//! device-grant CLI binary entry point.

use device_grant::cli::{Cli, Commands};

#[tokio::main]
async fn main() {
    let cli = Cli::parse_args();
    device_grant::cli::login::init_tracing(cli.verbose);

    let result = match &cli.command {
        Commands::Login => device_grant::cli::login::handle_login(&cli.client).await,
        Commands::Get(args) => device_grant::cli::login::handle_get(&cli.client, &args.url).await,
    };

    if let Err(e) = result {
        eprintln!("Error: {e}");
        std::process::exit(1);
    }
}
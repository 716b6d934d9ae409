#![allow(dead_code)]

use device_grant::auth::{AccessToken, DeviceAuthorization};
use device_grant::config::ClientConfig;
use serde_json::{json, Value};
use wiremock::MockServer;

pub const CLIENT_ID: &str = "test-client";
pub const DEVICE_PATH: &str = "/oauth/v2/device_authorization";
pub const TOKEN_PATH: &str = "/oauth/v2/token";

pub fn config_for(server: &MockServer) -> ClientConfig {
    ClientConfig::new(
        CLIENT_ID,
        &format!("{}{DEVICE_PATH}", server.uri()),
        &format!("{}{TOKEN_PATH}", server.uri()),
    )
    .expect("valid mock server config")
}

pub fn session(interval_secs: u64) -> DeviceAuthorization {
    DeviceAuthorization {
        device_code: "device-code-1".to_string(),
        user_code: "ABCD-EFGH".to_string(),
        verification_uri: "https://auth.example.com/device".to_string(),
        verification_uri_complete: None,
        interval_secs,
        expires_in: None,
    }
}

pub fn device_body(interval: u64) -> Value {
    json!({
        "device_code": "device-code-1",
        "user_code": "ABCD-EFGH",
        "verification_uri": "https://auth.example.com/device",
        "interval": interval
    })
}

pub fn token_body(access_token: &str) -> Value {
    json!({
        "access_token": access_token,
        "token_type": "Bearer",
        "expires_in": 3600
    })
}

pub fn pending_body() -> Value {
    json!({ "error": "authorization_pending" })
}

pub fn token(access_token: &str) -> AccessToken {
    AccessToken {
        access_token: access_token.to_string(),
        token_type: "Bearer".to_string(),
        expires_in: 3600,
    }
}
use std::fmt;
use std::sync::Arc;

use tokio_util::sync::CancellationToken;
use tracing::{error, info};

use super::client::AuthenticatedClientFactory;
use super::device_code::DeviceAuthorization;
use super::error::AuthError;
use super::poller::{PollOptions, TokenPoller};
use super::requester::DeviceAuthorizationRequester;
use super::store::TokenStore;
use super::token::AccessToken;
use crate::config::ClientConfig;

/// Callback that shows the operator where to authorize.
pub type UserPrompt = Arc<dyn Fn(&DeviceAuthorization) + Send + Sync>;

/// Runs the full device login: request a code, prompt, poll, store the token.
///
/// # Example
/// ```no_run
/// use device_grant::auth::DeviceLogin;
/// use device_grant::config::LoginSettings;
/// use tokio_util::sync::CancellationToken;
///
/// # async fn example() -> Result<(), device_grant::auth::AuthError> {
/// let config = LoginSettings::from_env().client_config()?;
/// let login = DeviceLogin::new(config);
/// if login.login(&CancellationToken::new()).await {
///     let client = login.client_factory().create_authenticated_client()?;
///     let _ = client;
/// }
/// # Ok(())
/// # }
/// ```
pub struct DeviceLogin {
    config: ClientConfig,
    requester: DeviceAuthorizationRequester,
    poller: TokenPoller,
    options: PollOptions,
    store: TokenStore,
    prompt: UserPrompt,
}

impl fmt::Debug for DeviceLogin {
    fn fmt(&self, f: &mut fmt::Formatter<'_>) -> fmt::Result {
        f.debug_struct("DeviceLogin")
            .field("config", &self.config)
            .field("options", &self.options)
            .field("store", &self.store)
            .field("prompt", &"..")
            .finish()
    }
}

impl DeviceLogin {
    pub fn new(config: ClientConfig) -> Self {
        let client = reqwest::Client::new();
        Self {
            config,
            requester: DeviceAuthorizationRequester::with_client(client.clone()),
            poller: TokenPoller::with_client(client),
            options: PollOptions::default(),
            store: TokenStore::new(),
            prompt: Arc::new(log_prompt),
        }
    }

    /// Share one HTTP client between the device and token requests.
    pub fn with_http_client(mut self, client: reqwest::Client) -> Self {
        self.requester = DeviceAuthorizationRequester::with_client(client.clone());
        self.poller = TokenPoller::with_client(client);
        self
    }

    pub fn with_store(mut self, store: TokenStore) -> Self {
        self.store = store;
        self
    }

    pub fn with_poll_options(mut self, options: PollOptions) -> Self {
        self.options = options;
        self
    }

    pub fn with_prompt(
        mut self,
        prompt: impl Fn(&DeviceAuthorization) + Send + Sync + 'static,
    ) -> Self {
        self.prompt = Arc::new(prompt);
        self
    }

    pub fn config(&self) -> &ClientConfig {
        &self.config
    }

    pub fn store(&self) -> &TokenStore {
        &self.store
    }

    pub fn client_factory(&self) -> AuthenticatedClientFactory {
        AuthenticatedClientFactory::new(self.store.clone())
    }

    /// Log in and report success. Failures are logged, never raised.
    pub async fn login(&self, cancel: &CancellationToken) -> bool {
        match self.try_login(cancel).await {
            Ok(_) => {
                info!("Authorization complete");
                true
            }
            Err(e) => {
                error!(error = %e, "Authorization failed");
                false
            }
        }
    }

    /// Log in and return the new token, storing it on success.
    pub async fn try_login(&self, cancel: &CancellationToken) -> Result<AccessToken, AuthError> {
        let session = tokio::select! {
            biased;
            _ = cancel.cancelled() => return Err(AuthError::Canceled),
            session = self.requester.request_device_authorization(&self.config) => session?,
        };

        (self.prompt)(&session);

        let token = self
            .poller
            .poll_for_token(&self.config, &session, &self.options, cancel)
            .await?;
        self.store.set(token.clone());
        Ok(token)
    }
}

fn log_prompt(session: &DeviceAuthorization) {
    info!(
        verification_uri = %session.verification_uri,
        user_code = %session.user_code,
        "Please login at {} with user code {}; waiting for authorization to complete",
        session.verification_uri,
        session.user_code
    );
}
//! First-Stage Heuristics
//!
//! Deterministic rules evaluated before the model gets involved.
//! First match wins; `None` hands the URL to the classifier.

use crate::logic::features::lexical;
use crate::logic::url;

use super::rules::{
    IP_LITERAL_CONFIDENCE, KEYWORD_HITS_MIN, KNOWN_LEGITIMATE_DOMAINS, PHISHING_KEYWORDS,
    TLD_KEYWORD_CONFIDENCE, WHITELIST_CONFIDENCE,
};
use super::types::{HeuristicVerdict, RiskLevel};

/// Run the fixed rule chain over a raw URL.
///
/// Order matters and is part of the contract:
/// 1. allow-list           → SAFE, 0.99
/// 2. bad TLD + 2 keywords → HIGH_RISK, 0.85
/// 3. IPv4 literal         → MEDIUM_RISK, 0.75
pub fn evaluate(raw_url: &str) -> Option<HeuristicVerdict> {
    let domain = url::extract_domain(raw_url);
    if KNOWN_LEGITIMATE_DOMAINS.contains(domain.as_str()) {
        return Some(HeuristicVerdict {
            risk_level: RiskLevel::Safe,
            reason: "Whitelisted domain".to_string(),
            confidence: WHITELIST_CONFIDENCE,
        });
    }

    if lexical::has_suspicious_tld(raw_url) && keyword_hits(raw_url) >= KEYWORD_HITS_MIN {
        return Some(HeuristicVerdict {
            risk_level: RiskLevel::HighRisk,
            reason: "Suspicious TLD + keywords".to_string(),
            confidence: TLD_KEYWORD_CONFIDENCE,
        });
    }

    if lexical::has_ip_literal(raw_url) {
        return Some(HeuristicVerdict {
            risk_level: RiskLevel::MediumRisk,
            reason: "IP address URL".to_string(),
            confidence: IP_LITERAL_CONFIDENCE,
        });
    }

    None
}

/// How many phishing keywords appear in the URL (case-insensitive)
fn keyword_hits(raw_url: &str) -> usize {
    let lower = raw_url.to_lowercase();
    PHISHING_KEYWORDS
        .iter()
        .filter(|keyword| lower.contains(*keyword))
        .count()
}

// ============================================================================
// TESTS
// ============================================================================
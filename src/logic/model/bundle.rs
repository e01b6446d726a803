//! Model Bundle - Load & Validate
//!
//! A bundle directory holds `model.onnx` plus `manifest.json`. Everything
//! is checked here, once, at load time: label list, feature schema,
//! vectorizer state, and the declared probability output. Request-time
//! code gets a typed, trusted `ModelBundle` and never re-validates.

use std::fs;
use std::io::Read;
use std::path::Path;

use ort::session::{builder::GraphOptimizationLevel, Session};
use parking_lot::RwLock;
use serde::Deserialize;
use sha2::{Digest, Sha256};
use thiserror::Error;

use crate::logic::features::layout;

use super::vectorizer::{TfidfVectorizer, VectorizerConfig, VectorizerError};

/// File names inside a bundle directory
pub const MODEL_FILE: &str = "model.onnx";
pub const MANIFEST_FILE: &str = "manifest.json";

fn default_probabilities_output() -> String {
    "probabilities".to_string()
}

// ============================================================================
// MANIFEST
// ============================================================================

/// `manifest.json` contents
#[derive(Debug, Clone, Deserialize)]
pub struct BundleManifest {
    /// Free-form model version string
    pub version: String,
    /// Class labels in the model's output order
    pub labels: Vec<String>,
    /// Numeric feature columns, must match the compiled layout exactly
    pub feature_cols: Vec<String>,
    /// Trained TF-IDF state
    pub vectorizer: VectorizerConfig,
    /// Name of the graph output carrying the probability tensor
    #[serde(default = "default_probabilities_output")]
    pub probabilities_output: String,
}

// ============================================================================
// ERRORS
// ============================================================================

#[derive(Debug, Error)]
pub enum BundleError {
    #[error("bundle io error: {0}")]
    Io(#[from] std::io::Error),
    #[error("manifest parse error: {0}")]
    Manifest(#[from] serde_json::Error),
    #[error("manifest rejected: {0}")]
    Invalid(String),
    #[error(transparent)]
    Vectorizer(#[from] VectorizerError),
    #[error("onnx session error: {0}")]
    Session(String),
}

// ============================================================================
// BUNDLE
// ============================================================================

/// Loaded, validated classifier package.
///
/// Immutable for the process lifetime; the session lock only serializes
/// `run` calls, which need `&mut Session`.
pub struct ModelBundle {
    pub(super) session: RwLock<Session>,
    pub(super) vectorizer: TfidfVectorizer,
    pub(super) labels: Vec<String>,
    pub(super) output_name: String,
    /// Version string straight from the manifest
    pub version: String,
    /// SHA-256 of `model.onnx`, hex-encoded
    pub checksum: String,
}

impl ModelBundle {
    /// Load a bundle directory. Fails fast on any inconsistency - a half
    /// valid bundle must never serve predictions.
    pub fn load(dir: &Path) -> Result<Self, BundleError> {
        let manifest_path = dir.join(MANIFEST_FILE);
        let model_path = dir.join(MODEL_FILE);

        let manifest: BundleManifest = serde_json::from_str(&fs::read_to_string(manifest_path)?)?;

        if manifest.labels.is_empty() {
            return Err(BundleError::Invalid("labels list is empty".to_string()));
        }
        layout::validate_schema(&manifest.feature_cols)
            .map_err(|e| BundleError::Invalid(e.to_string()))?;
        let vectorizer = TfidfVectorizer::new(manifest.vectorizer)?;

        let checksum = sha256_file(&model_path)?;

        let session = Session::builder()
            .map_err(|e| BundleError::Session(format!("Failed to create session builder: {e}")))?
            .with_optimization_level(GraphOptimizationLevel::Level3)
            .map_err(|e| BundleError::Session(format!("Failed to set optimization: {e}")))?
            .commit_from_file(&model_path)
            .map_err(|e| BundleError::Session(format!("Failed to load model: {e}")))?;

        let output_name = manifest.probabilities_output;
        if !session.outputs.iter().any(|o| o.name == output_name) {
            return Err(BundleError::Invalid(format!(
                "model has no output named '{output_name}'"
            )));
        }

        tracing::info!(
            version = %manifest.version,
            checksum = %checksum,
            labels = manifest.labels.len(),
            text_dim = vectorizer.dimension(),
            "model bundle loaded"
        );

        Ok(Self {
            session: RwLock::new(session),
            vectorizer,
            labels: manifest.labels,
            output_name,
            version: manifest.version,
            checksum,
        })
    }

    /// Class labels in model output order
    pub fn labels(&self) -> &[String] {
        &self.labels
    }

    /// Width of the full model input (numeric block + text block)
    pub fn input_width(&self) -> usize {
        layout::FEATURE_COUNT + self.vectorizer.dimension()
    }
}

impl std::fmt::Debug for ModelBundle {
    fn fmt(&self, f: &mut std::fmt::Formatter<'_>) -> std::fmt::Result {
        f.debug_struct("ModelBundle")
            .field("version", &self.version)
            .field("checksum", &self.checksum)
            .field("labels", &self.labels)
            .finish_non_exhaustive()
    }
}

/// SHA-256 of a file, streamed in 8 KB chunks
fn sha256_file(path: &Path) -> Result<String, std::io::Error> {
    let mut file = fs::File::open(path)?;
    let mut hasher = Sha256::new();
    let mut buffer = [0u8; 8192];

    loop {
        let bytes_read = file.read(&mut buffer)?;
        if bytes_read == 0 {
            break;
        }
        hasher.update(&buffer[..bytes_read]);
    }

    Ok(hex::encode(hasher.finalize()))
}

// ============================================================================
// TESTS
// ============================================================================
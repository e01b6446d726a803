//! URL-Shield API Server
//!
//! Startup: logging, config, model bundle, router. A missing or broken
//! model bundle is logged and tolerated - the service still answers
//! heuristic scans and reports `model_loaded: false` on /health.

use std::net::SocketAddr;
use std::sync::Arc;

use tracing_subscriber::{layer::SubscriberExt, util::SubscriberInitExt};

use urlshield_api::config::Config;
use urlshield_api::logic::model::ModelBundle;
use urlshield_api::logic::ScanHistory;
use urlshield_api::{create_router, AppState};

#[tokio::main]
async fn main() -> anyhow::Result<()> {
    // Initialize logging
    tracing_subscriber::registry()
        .with(tracing_subscriber::EnvFilter::try_from_default_env()
            .unwrap_or_else(|_| "urlshield_api=debug,tower_http=debug".into()))
        .with(tracing_subscriber::fmt::layer())
        .init();

    // Load configuration
    dotenvy::dotenv().ok();
    let config = Config::from_env();

    tracing::info!("URL-Shield API starting...");
    tracing::info!("Model dir: {}", config.model_dir.display());

    // Load the classifier bundle; failure is not fatal
    let model = match ModelBundle::load(&config.model_dir) {
        Ok(bundle) => Some(Arc::new(bundle)),
        Err(e) => {
            tracing::warn!("Model load failed: {} - serving heuristic rules only", e);
            None
        }
    };

    // Build application state
    let state = AppState {
        model,
        history: Arc::new(ScanHistory::new(config.history_capacity)),
        config: config.clone(),
    };

    // Build router
    let app = create_router(state);

    // Start server
    let addr = SocketAddr::from(([0, 0, 0, 0], config.port));
    tracing::info!("🚀 Server listening on http://{}", addr);

    let listener = tokio::net::TcpListener::bind(addr).await?;
    axum::serve(listener, app).await?;

    Ok(())
}
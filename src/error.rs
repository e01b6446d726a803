//! Error handling

use axum::{
    response::{IntoResponse, Response},
    http::StatusCode,
    Json,
};
use serde_json::json;

use crate::logic::ScanError;

pub type AppResult<T> = Result<T, AppError>;

#[derive(Debug)]
pub enum AppError {
    // Model errors
    ModelUnavailable,
    PredictionFailed(String),
}

impl IntoResponse for AppError {
    fn into_response(self) -> Response {
        let (status, error_message) = match &self {
            AppError::ModelUnavailable => (
                StatusCode::SERVICE_UNAVAILABLE,
                "Classifier model is not loaded".to_string(),
            ),
            AppError::PredictionFailed(msg) => {
                tracing::error!("Prediction error: {}", msg);
                (
                    StatusCode::INTERNAL_SERVER_ERROR,
                    format!("Prediction Error: {}", msg),
                )
            }
        };

        let body = Json(json!({
            "error": error_message,
            "status": status.as_u16()
        }));

        (status, body).into_response()
    }
}

impl From<ScanError> for AppError {
    fn from(err: ScanError) -> Self {
        match err {
            ScanError::ModelUnavailable => AppError::ModelUnavailable,
            ScanError::Prediction(msg) => AppError::PredictionFailed(msg),
        }
    }
}

#[cfg(test)]
mod tests {
    use super::*;

    #[test]
    fn test_scan_error_mapping() {
        assert!(matches!(
            AppError::from(ScanError::ModelUnavailable),
            AppError::ModelUnavailable
        ));
        assert!(matches!(
            AppError::from(ScanError::Prediction("boom".to_string())),
            AppError::PredictionFailed(_)
        ));
    }

    #[test]
    fn test_status_codes() {
        let response = AppError::ModelUnavailable.into_response();
        assert_eq!(response.status(), StatusCode::SERVICE_UNAVAILABLE);

        let response = AppError::PredictionFailed("x".to_string()).into_response();
        assert_eq!(response.status(), StatusCode::INTERNAL_SERVER_ERROR);
    }
}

********************

Task instructions
Copy all lines above where "Value" is present.

Finished task
use serde_json::{json, Value};
pub fn device_body(interval: u64) -> Value {
pub fn token_body(access_token: &str) -> Value {
pub fn pending_body() -> Value {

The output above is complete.